PTO Form 1957 (Rev 9/2005) |
OMB No. 0651-0050 (Exp. 07/31/2017) |
Input Field |
Entered |
---|---|
SERIAL NUMBER | 86524850 |
LAW OFFICE ASSIGNED | LAW OFFICE 101 |
MARK SECTION | |
MARK | http://tmng-al.gov.uspto.report/resting2/api/img/86524850/large |
LITERAL ELEMENT | GREATVACS |
STANDARD CHARACTERS | YES |
USPTO-GENERATED IMAGE | YES |
MARK STATEMENT | The mark consists of standard characters, without claim to any particular font style, size or color. |
ARGUMENT(S) | |
Applicant appreciates the Examining Attorney’s review of the present application. However, Applicant respectfully disagrees that the mark – GREATVACS – is merely descriptive of the recited services.

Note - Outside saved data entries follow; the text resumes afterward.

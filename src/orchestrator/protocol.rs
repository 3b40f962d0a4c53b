//! Network Protocol Definitions
//!
//! Request and response bodies exchanged with clients and agents, plus the
//! endpoint paths both sides agree on.

use super::types::*;
use serde::{Deserialize, Serialize};

pub const ENDPOINT_CALCULATE: &str = "/api/v1/calculate";
pub const ENDPOINT_EXPRESSIONS: &str = "/api/v1/expressions";
pub const ENDPOINT_EXPRESSION_BY_ID: &str = "/api/v1/expressions/:id";
pub const ENDPOINT_INTERNAL_TASK: &str = "/internal/task";
pub const ENDPOINT_INTERNAL_STATS: &str = "/internal/stats";

#[derive(Debug, Serialize, Deserialize)]
pub struct CalculateRequest {
    pub expression: String,
}

#[derive(Debug, Serialize, Deserialize)]
pub struct CalculateResponse {
    pub id: ExpressionId,
}

/// Outcome of one task, posted by an agent.
///
/// Carries either `result` or `error`; a body with neither is rejected. `seq`
/// echoes the task position when the agent knows it.
#[derive(Debug, Clone, Serialize, Deserialize)]
pub struct TaskResultRequest {
    pub id: ExpressionId,
    #[serde(default, skip_serializing_if = "Option::is_none")]
    pub result: Option<f64>,
    #[serde(default, skip_serializing_if = "Option::is_none")]
    pub seq: Option<usize>,
    #[serde(default, skip_serializing_if = "Option::is_none")]
    pub error: Option<String>,
}

#[derive(Debug, Serialize, Deserialize)]
pub struct ErrorResponse {
    pub error: String,
}

#[derive(Debug, Clone, Default, Serialize, Deserialize, PartialEq)]
pub struct RegistryStats {
    pub pending: usize,
    pub in_progress: usize,
    pub done: usize,
    pub failed: usize,
    pub queued_tasks: usize,
}
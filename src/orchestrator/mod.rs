//! Orchestrator Module
//!
//! Holds expression state and hands out tasks to agents over HTTP.
//!
//! ## Flow
//! 1. **Submission**: a client posts an expression; it is compiled into tasks which are
//!    appended to one shared FIFO queue.
//! 2. **Dispatch**: agents poll `GET /internal/task` and receive the oldest queued task.
//!    The first dispatch moves the owning expression to `in_progress`.
//! 3. **Completion**: agents post results back. Each expression counts its outstanding
//!    tasks and becomes `done` when the counter reaches zero.
//!
//! ## Submodules
//! - **`types`**: expression and task model.
//! - **`protocol`**: request/response bodies and endpoint paths.
//! - **`registry`**: the lock-guarded state container.
//! - **`handlers`**: axum handlers mapping HTTP onto registry commands.
//! - **`server`**: router assembly and the serve loop.
//! - **`config`**: orchestrator settings.

pub mod config;
pub mod handlers;
pub mod protocol;
pub mod registry;
pub mod server;
pub mod types;

#[cfg(test)]
mod tests;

A. The mark is “suggestive” and not “merely descriptive.”
At most, GREATVACS is “suggestive” and, therefore, registrable on the Principal Registry. A mark should not be held descriptive where the term “requires imagination, thought and perception to reach a conclusion as to the nature of the goods” as opposed to “an immediate idea of the ingredients, qualities or characteristics of the goods.” Stix Products, Inc. v. United Merchants & Mfrs., Inc., 295 F. Supp. 479 (S.D.N.Y. 1968). Thus, where “a consumer must use more than a small amount of imagination to make the association [from term to product feature], the mark is suggestive and not descriptive.” See Rodeo Collection, Ltd. v. West Seventh, 812 F.2d 1215 (9th Cir. 1987); In re TBG, Inc., 229 U.S.P.Q. 759 (TTAB 1986) (SHOWROOM ONLINE held not merely descriptive of computerized interior furnishings product information service); and In re Shutts, 217 U.S.P.Q. 363 (TTAB 1983) (SNO-RAKE not merely descriptive of a snow removal hand tool).

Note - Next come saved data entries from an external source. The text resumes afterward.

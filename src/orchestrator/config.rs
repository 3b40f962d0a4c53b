use std::net::SocketAddr;
use std::time::Duration;

pub const DEFAULT_OPERATION_TIME_MS: u64 = 1000;

/// Settings for the orchestrator role.
#[derive(Debug, Clone)]
pub struct OrchestratorConfig {
    pub bind_addr: SocketAddr,
    /// Duration stamped on every compiled task.
    pub operation_time: Duration,
}

impl OrchestratorConfig {
    /// Reads `ORCHESTRATOR_BIND` and `OPERATION_TIME_MS` through `lookup`,
    /// falling back to defaults for unset or unparsable values.
    pub fn from_lookup<F>(lookup: F) -> Self
    where
        F: Fn(&str) -> Option<String>,
    {
        let bind_addr = lookup("ORCHESTRATOR_BIND")
            .and_then(|value| value.trim().parse().ok())
            .unwrap_or_else(default_bind_addr);

        let operation_time = lookup("OPERATION_TIME_MS")
            .and_then(|value| value.trim().parse::<u64>().ok())
            .unwrap_or(DEFAULT_OPERATION_TIME_MS);

        Self {
            bind_addr,
            operation_time: Duration::from_millis(operation_time),
        }
    }

    pub fn from_env() -> Self {
        Self::from_lookup(|key| std::env::var(key).ok())
    }
}

impl Default for OrchestratorConfig {
    fn default() -> Self {
        Self::from_lookup(|_| None)
    }
}

fn default_bind_addr() -> SocketAddr {
    SocketAddr::from(([127, 0, 0, 1], 8080))
}
use super::error::CalcError;
use super::tokenizer::is_number;
use super::types::Operation;

/// Converts infix tokens to postfix (Reverse Polish) order with the shunting-yard algorithm.
///
/// Operators of equal or lower precedence already on the stack are popped before the
/// new one is pushed, which makes every operator left-associative.
pub fn infix_to_postfix(tokens: &[String]) -> Result<Vec<String>, CalcError> {
    let mut output: Vec<String> = Vec::with_capacity(tokens.len());
    let mut operators: Vec<&str> = Vec::new();

    for token in tokens {
        let token = token.as_str();

        if is_number(token) {
            output.push(token.to_string());
        } else if token == "(" {
            operators.push(token);
        } else if token == ")" {
            loop {
                match operators.pop() {
                    Some("(") => break,
                    Some(op) => output.push(op.to_string()),
                    None => return Err(CalcError::MismatchedParentheses),
                }
            }
        } else if let Ok(incoming) = token.parse::<Operation>() {
            while let Some(&top) = operators.last() {
                // "(" never parses as an operator, so it stops the popping.
                match top.parse::<Operation>() {
                    Ok(stacked) if stacked.precedence() >= incoming.precedence() => {
                        output.push(top.to_string());
                        operators.pop();
                    }
                    _ => break,
                }
            }
            operators.push(token);
        } else {
            return Err(CalcError::InvalidCharacter(token.to_string()));
        }
    }

    while let Some(op) = operators.pop() {
        if op == "(" {
            return Err(CalcError::MismatchedParentheses);
        }
        output.push(op.to_string());
    }

    Ok(output)
}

Applicant submits that the average consumer, upon encountering GREATVACS, would not have an immediate idea as to the “ingredients, qualities or characteristics of the [services].” That is, the average consumer would not necessarily (or even likely) equate GREATVACS with the on-line retail store services recited in the application. In fact, a consumer would need to use more than a “small amount of imagination” to make the association between GREATVACS and the on-line retail store services recited in the application. Indeed, the mark GREATVACS surely evokes a myriad of different and conflicting images in the minds of the consuming public. The mark could be said to be descriptive (under the Examiner Attorney’s reasoning) for various goods and services, including (i) “great” “vaccines” or (ii) “great” “vacations” (and a myriad of different goods / services associated with “great vacations,” such as vacation travel agents, vacation destinations, vacation photos, vacation travel providers, etc.)

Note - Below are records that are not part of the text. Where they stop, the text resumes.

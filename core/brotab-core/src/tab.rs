//! Tab records and composite tab ids.
//!
//! A tab is listed as one tab-separated line:
//!
//! ```text
//! prefix.window_id.tab_id<TAB>title<TAB>url
//! ```
//!
//! The prefix names the mediator that owns the tab. Tab ids are unique only
//! within one prefix, so the composite id is what identifies a tab across
//! every connected browser.

use std::fmt;
use std::str::FromStr;

use serde::{Deserialize, Serialize};

use crate::error::{ReconcileError, Result};
use crate::patterns::{RE_COMPOSITE_ID, RE_ID_SEPARATOR};

/// Composite id `prefix.window_id.tab_id`.
#[derive(Debug, Clone, PartialEq, Eq, Hash, Serialize, Deserialize)]
#[serde(try_from = "String", into = "String")]
pub struct TabId {
    pub prefix: String,
    pub window_id: u64,
    pub tab_id: u64,
}

impl TabId {
    pub fn new(prefix: impl Into<String>, window_id: u64, tab_id: u64) -> Self {
        Self {
            prefix: prefix.into(),
            window_id,
            tab_id,
        }
    }
}

impl fmt::Display for TabId {
    fn fmt(&self, f: &mut fmt::Formatter<'_>) -> fmt::Result {
        write!(f, "{}.{}.{}", self.prefix, self.window_id, self.tab_id)
    }
}

impl FromStr for TabId {
    type Err = ReconcileError;

    fn from_str(value: &str) -> Result<Self> {
        let invalid = || ReconcileError::InvalidTabId {
            id: value.to_string(),
        };
        let captures = RE_COMPOSITE_ID.captures(value).ok_or_else(invalid)?;
        Ok(TabId {
            prefix: captures[1].to_string(),
            window_id: captures[2].parse().map_err(|_| invalid())?,
            tab_id: captures[3].parse().map_err(|_| invalid())?,
        })
    }
}

impl TryFrom<String> for TabId {
    type Error = ReconcileError;

    fn try_from(value: String) -> Result<Self> {
        value.parse()
    }
}

impl From<TabId> for String {
    fn from(id: TabId) -> String {
        id.to_string()
    }
}

/// One browser tab as listed by a mediator.
///
/// Equality and hashing cover every field, which is the same as comparing
/// [`Tab::line`]: position in a list never takes part.
#[derive(Debug, Clone, PartialEq, Eq, Hash)]
pub struct Tab {
    pub prefix: String,
    pub window_id: u64,
    pub tab_id: u64,
    pub title: String,
    pub url: String,
}

impl Tab {
    pub fn new(
        prefix: impl Into<String>,
        window_id: u64,
        tab_id: u64,
        title: impl Into<String>,
        url: impl Into<String>,
    ) -> Self {
        Self {
            prefix: prefix.into(),
            window_id,
            tab_id,
            title: title.into(),
            url: url.into(),
        }
    }

    pub fn id(&self) -> TabId {
        TabId::new(self.prefix.clone(), self.window_id, self.tab_id)
    }

    /// Canonical line form, used both for editing and for exact matching.
    pub fn line(&self) -> String {
        format!(
            "{}.{}.{}\t{}\t{}",
            self.prefix, self.window_id, self.tab_id, self.title, self.url
        )
    }

    pub fn from_line(line: &str) -> Result<Self> {
        let mut fields = line.splitn(3, '\t');
        let (ids, title, url) = match (fields.next(), fields.next(), fields.next()) {
            (Some(ids), Some(title), Some(url)) => (ids, title, url),
            _ => {
                return Err(ReconcileError::MalformedLine {
                    line: line.to_string(),
                    reason: "expected id, title and url separated by tabs".to_string(),
                })
            }
        };

        let id: TabId = ids.parse().map_err(|_| ReconcileError::MalformedLine {
            line: line.to_string(),
            reason: format!("bad composite id {:?}", ids),
        })?;

        Ok(Tab {
            prefix: id.prefix,
            window_id: id.window_id,
            tab_id: id.tab_id,
            title: title.to_string(),
            url: url.to_string(),
        })
    }
}

impl fmt::Display for Tab {
    fn fmt(&self, f: &mut fmt::Formatter<'_>) -> fmt::Result {
        f.write_str(&self.line())
    }
}

/// Parses listing lines into tabs. Blank lines are skipped so a trailing
/// newline left by an editor does not count as a tab.
///
/// Tab characters are never trimmed: a tab with an empty url still ends in
/// a separator.
pub fn parse_tab_lines<S: AsRef<str>>(lines: &[S]) -> Result<Vec<Tab>> {
    lines
        .iter()
        .map(|line| {
            line.as_ref()
                .trim_matches(|c: char| c == ' ' || c == '\r' || c == '\n')
        })
        .filter(|line| !line.is_empty())
        .map(Tab::from_line)
        .collect()
}

/// Splits whitespace-separated tab ids, e.g. the first column piped on stdin.
pub fn split_tab_ids(text: &str) -> Vec<String> {
    RE_ID_SEPARATOR
        .split(text)
        .filter(|item| !item.is_empty())
        .map(str::to_string)
        .collect()
}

The very fact that GREATVACS could, under the Examining Attorney’s reasoning, “merely describe” such a diverse collection of goods and services, indicates that the consumer would not immediately associate the GREATVACS mark with Applicant’s the on-line retail store services recited in the application. At most, GREATVACS is “suggestive” and, therefore, registrable on the Principal Registry.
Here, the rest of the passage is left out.